WORK ITEM:
Please reproduce, exactly and with nothing added, the lines of the material below that run from the one containing "are in use." to the end.

RECORD SET:
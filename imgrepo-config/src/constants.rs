use std::time::Duration;

pub const DEFAULT_HOST: &str = "0.0.0.0";
pub const DEFAULT_PORT: u16 = 10000;
pub const DEFAULT_BLOB_ROOT: &str = "./data/blobs";

pub const DEFAULT_SESSION_TTL: Duration = Duration::from_secs(30 * 60);
pub const DEFAULT_OPERATION_TIMEOUT: Duration = Duration::from_secs(5);
pub const DEFAULT_PAGE_SIZE: u32 = 10;
pub const DEFAULT_MAX_PAGE_SIZE: u32 = 100;
pub const DEFAULT_MAX_IMAGE_BYTES: usize = 64 * 1024 * 1024;

// Development-only secrets; guard rails warn when they are in use.
pub const DEFAULT_PASSWORD_PEPPER: &str = "imgrepo-dev-pepper-change-me";
pub const DEFAULT_TOKEN_KEY: &str = "imgrepo-dev-token-key-change-me";

pub const CONFIG_PATH_ENV: &str = "IMGREPO_CONFIG";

FINAL ANSWER:
// Development-only secrets; guard rails warn when they are in use.
pub const DEFAULT_PASSWORD_PEPPER: &str = "imgrepo-dev-pepper-change-me";
pub const DEFAULT_TOKEN_KEY: &str = "imgrepo-dev-token-key-change-me";

pub const CONFIG_PATH_ENV: &str = "IMGREPO_CONFIG";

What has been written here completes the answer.